*** Begin section ***
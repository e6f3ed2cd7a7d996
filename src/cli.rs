//! CLI argument parsing with clap derive.

use std::process::ExitCode;
use std::time::Duration;

use anyhow::Result;
use clap::Parser;

use crate::bootstrap::{self, AnsibleRunnerCli};
use crate::cloud::CloudProvider;
use crate::command_runner::{DEFAULT_CMD_TIMEOUT, TokioCommandRunner};
use crate::keys::SshKeygen;
use crate::openstack::OpenStackCli;
use crate::output::{OutputContext, Reporter as _};
use crate::provision::{ProvisionConfig, provision};
use crate::ssh::Ssh2Connector;

/// Image names containing this marker are skipped during lookup.
const IMAGE_EXCLUDE: &str = "deprecated";

/// Outcome of resolving the requested flavor and image against the catalog.
pub enum CatalogLookup {
    Found {
        flavor: crate::cloud::Flavor,
        image: crate::cloud::Image,
    },
    /// Lookup miss: which catalog missed, and its full listing to print
    /// before exiting with status 1. No cloud resource has been touched.
    Miss {
        what: &'static str,
        listing: Vec<String>,
    },
}

/// Resolve the requested flavor and image names.
///
/// # Errors
///
/// Returns an error only if the provider itself cannot be queried; a name
/// that matches nothing is a [`CatalogLookup::Miss`], not an error.
pub async fn resolve_catalog<P: CloudProvider>(
    provider: &P,
    flavor: &str,
    image: &str,
) -> Result<CatalogLookup> {
    let Some(flavor) = provider.get_flavor(flavor).await? else {
        return Ok(CatalogLookup::Miss {
            what: "flavor",
            listing: provider
                .list_flavors()
                .await?
                .into_iter()
                .map(|f| f.name)
                .collect(),
        });
    };
    let Some(image) = provider.get_image(image, IMAGE_EXCLUDE).await? else {
        return Ok(CatalogLookup::Miss {
            what: "image",
            listing: provider
                .list_images()
                .await?
                .into_iter()
                .map(|i| i.name)
                .collect(),
        });
    };
    Ok(CatalogLookup::Found { flavor, image })
}

/// Launch one cloud node and run its initial configuration.
#[derive(Parser)]
#[command(name = "launch-node", version, arg_required_else_help = true)]
pub struct LaunchArgs {
    /// Server name
    pub name: String,

    /// Server group
    pub group: String,

    /// Cloud name
    #[arg(long)]
    pub cloud: String,

    /// Cloud region
    #[arg(long)]
    pub region: Option<String>,

    /// Name (or substring) of flavor
    #[arg(long, default_value = "1GB")]
    pub flavor: String,

    /// Image name
    #[arg(long, default_value = "Ubuntu 24.04 LTS (Noble Numbat)")]
    pub image: String,

    /// Network label to attach the instance to
    #[arg(long)]
    pub network: Option<String>,

    /// UUID of a volume to attach to the new server
    #[arg(long)]
    pub volume: Option<String>,

    /// Path to mount the attached volume at (read by the playbooks)
    #[arg(long)]
    pub mount_path: Option<String>,

    /// FS label to use when mounting the attached volume (read by the playbooks)
    #[arg(long)]
    pub fs_label: Option<String>,

    /// Create a boot volume for the server and use it
    #[arg(long)]
    pub boot_from_volume: bool,

    /// Size of volume (GB) for --boot-from-volume
    #[arg(long, default_value = "50")]
    pub volume_size: String,

    /// AZ to boot in
    #[arg(long = "az")]
    pub availability_zone: Option<String>,

    /// Boot with a config drive attached
    #[arg(long)]
    pub config_drive: bool,

    /// Timeout in seconds for server creation and SSH polling
    #[arg(long, default_value_t = 600)]
    pub timeout: u64,

    /// Don't clean up or delete the server on error
    #[arg(long)]
    pub keep: bool,

    /// Be verbose about cloud actions
    #[arg(short, long)]
    pub verbose: bool,
}

impl LaunchArgs {
    /// Execute the launch.
    ///
    /// # Errors
    ///
    /// Returns an error on any fatal provisioning failure. Flavor and image
    /// lookup misses are not errors: the catalog is printed and the process
    /// exits with status 1 without touching any cloud resource.
    pub async fn run(self) -> Result<ExitCode> {
        let LaunchArgs {
            name,
            group,
            cloud,
            region,
            flavor,
            image,
            network,
            volume,
            mount_path: _,
            fs_label: _,
            boot_from_volume,
            volume_size,
            availability_zone,
            config_drive,
            timeout,
            keep,
            verbose,
        } = self;

        let ctx = OutputContext::new(verbose);
        let provider = OpenStackCli::new(
            TokioCommandRunner::new(DEFAULT_CMD_TIMEOUT),
            cloud,
            region,
        );

        let (flavor, image) = match resolve_catalog(&provider, &flavor, &image).await? {
            CatalogLookup::Found { flavor, image } => (flavor, image),
            CatalogLookup::Miss { what, listing } => {
                println!("Unable to find matching {what}; {what} list:");
                for name in listing {
                    println!("{name}");
                }
                return Ok(ExitCode::FAILURE);
            }
        };
        println!("Found flavor {}", flavor.name);
        println!("Found image {}", image.name);

        let (project_dir, roles_path) = bootstrap::project_paths()?;
        let cfg = ProvisionConfig {
            name,
            group,
            flavor,
            image,
            network,
            availability_zone,
            config_drive,
            boot_from_volume,
            volume_size,
            volume,
            timeout: Duration::from_secs(timeout),
            keep,
            project_dir,
            roles_path,
        };

        let keygen = SshKeygen::new(TokioCommandRunner::new(DEFAULT_CMD_TIMEOUT));
        let ansible = AnsibleRunnerCli::new(TokioCommandRunner::new(DEFAULT_CMD_TIMEOUT));
        let report = provision(&provider, &keygen, &Ssh2Connector, &ansible, &cfg, &ctx).await;

        for note in &report.rollback {
            ctx.warn(note);
        }

        let node = report.result?;
        println!("UUID={}", node.id);
        println!("IPV4={}", node.public_v4);
        println!("IPV6={}", node.public_v6);
        Ok(ExitCode::SUCCESS)
    }
}

#[cfg(test)]
mod tests {
    use clap::CommandFactory as _;

    use super::*;

    #[test]
    fn cli_definition_is_consistent() {
        LaunchArgs::command().debug_assert();
    }

    #[test]
    fn cloud_flag_is_required() {
        let result = LaunchArgs::try_parse_from(["launch-node", "mirror01", "mirrors"]);
        assert!(result.is_err());
    }

    #[test]
    fn defaults_match_the_documented_surface() {
        let args = LaunchArgs::try_parse_from([
            "launch-node",
            "mirror01",
            "mirrors",
            "--cloud",
            "prod",
        ])
        .expect("parse");
        assert_eq!(args.flavor, "1GB");
        assert_eq!(args.volume_size, "50");
        assert_eq!(args.timeout, 600);
        assert!(!args.keep);
        assert!(!args.boot_from_volume);
    }

    #[test]
    fn all_flags_parse() {
        let args = LaunchArgs::try_parse_from([
            "launch-node",
            "mirror01",
            "mirrors",
            "--cloud",
            "prod",
            "--region",
            "RegionOne",
            "--flavor",
            "2GB",
            "--image",
            "Ubuntu-Foo",
            "--network",
            "public",
            "--volume",
            "vol-9",
            "--mount-path",
            "/srv",
            "--fs-label",
            "data",
            "--boot-from-volume",
            "--volume-size",
            "80",
            "--az",
            "nova",
            "--config-drive",
            "--timeout",
            "120",
            "--keep",
            "--verbose",
        ])
        .expect("parse");
        assert_eq!(args.availability_zone.as_deref(), Some("nova"));
        assert_eq!(args.timeout, 120);
        assert!(args.keep && args.verbose && args.config_drive);
    }

    use anyhow::bail;

    use crate::cloud::{Flavor, Image, ServerDetails, ServerSpec, select_by_name};

    /// Provider double serving a fixed catalog; instance operations are
    /// out of scope for lookups and fail loudly.
    struct CatalogProvider {
        flavors: Vec<(&'static str, &'static str)>,
        images: Vec<(&'static str, &'static str)>,
    }

    impl CloudProvider for CatalogProvider {
        async fn get_flavor(&self, name: &str) -> Result<Option<Flavor>> {
            Ok(select_by_name(self.list_flavors().await?, name, |f| &f.name))
        }

        async fn list_flavors(&self) -> Result<Vec<Flavor>> {
            Ok(self
                .flavors
                .iter()
                .map(|(id, name)| Flavor {
                    id: (*id).to_string(),
                    name: (*name).to_string(),
                })
                .collect())
        }

        async fn get_image(&self, name: &str, exclude: &str) -> Result<Option<Image>> {
            let images = self
                .list_images()
                .await?
                .into_iter()
                .filter(|i| !i.name.contains(exclude))
                .collect();
            Ok(select_by_name(images, name, |i| &i.name))
        }

        async fn list_images(&self) -> Result<Vec<Image>> {
            Ok(self
                .images
                .iter()
                .map(|(id, name)| Image {
                    id: (*id).to_string(),
                    name: (*name).to_string(),
                })
                .collect())
        }

        async fn create_keypair(&self, _name: &str, _public_key: &str) -> Result<()> {
            bail!("lookup must not create resources")
        }

        async fn delete_keypair(&self, _name: &str) -> Result<()> {
            bail!("lookup must not delete resources")
        }

        async fn create_server(&self, _spec: &ServerSpec<'_>) -> Result<ServerDetails> {
            bail!("lookup must not create resources")
        }

        async fn delete_server(&self, _id: &str, _delete_ips: bool) -> Result<()> {
            bail!("lookup must not delete resources")
        }
    }

    fn catalog() -> CatalogProvider {
        CatalogProvider {
            flavors: vec![("f1", "1GB"), ("f2", "2GB")],
            images: vec![("i1", "Ubuntu-Foo"), ("i2", "Ubuntu-Foo (deprecated)")],
        }
    }

    #[tokio::test]
    async fn resolving_known_names_finds_both_entries() {
        let lookup = resolve_catalog(&catalog(), "2GB", "Ubuntu-Foo")
            .await
            .expect("lookup");
        match lookup {
            CatalogLookup::Found { flavor, image } => {
                assert_eq!(flavor.id, "f2");
                assert_eq!(image.id, "i1", "deprecated images are skipped");
            }
            CatalogLookup::Miss { .. } => panic!("expected a catalog hit"),
        }
    }

    #[tokio::test]
    async fn unknown_flavor_misses_with_the_full_listing() {
        let lookup = resolve_catalog(&catalog(), "16GB", "Ubuntu-Foo")
            .await
            .expect("lookup");
        match lookup {
            CatalogLookup::Miss { what, listing } => {
                assert_eq!(what, "flavor");
                assert_eq!(listing, vec!["1GB", "2GB"]);
            }
            CatalogLookup::Found { .. } => panic!("expected a flavor miss"),
        }
    }

    #[tokio::test]
    async fn unknown_image_misses_with_the_full_listing() {
        let lookup = resolve_catalog(&catalog(), "1GB", "Debian-Bar")
            .await
            .expect("lookup");
        match lookup {
            CatalogLookup::Miss { what, listing } => {
                assert_eq!(what, "image");
                assert_eq!(listing.len(), 2, "the raw listing is unfiltered");
            }
            CatalogLookup::Found { .. } => panic!("expected an image miss"),
        }
    }
}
*** End section ***
- _Task statement_:
Up to and including the line with "use crate::cloud::CloudProvider;", please return the records exactly, beginning from their first line.

- _Written solution_:
repository e6f3ed2cd7a7d996
filename src/cli.rs
//! CLI argument parsing with clap derive.

use std::process::ExitCode;
use std::time::Duration;

use anyhow::Result;
use clap::Parser;

use crate::bootstrap::{self, AnsibleRunnerCli};
use crate::cloud::CloudProvider;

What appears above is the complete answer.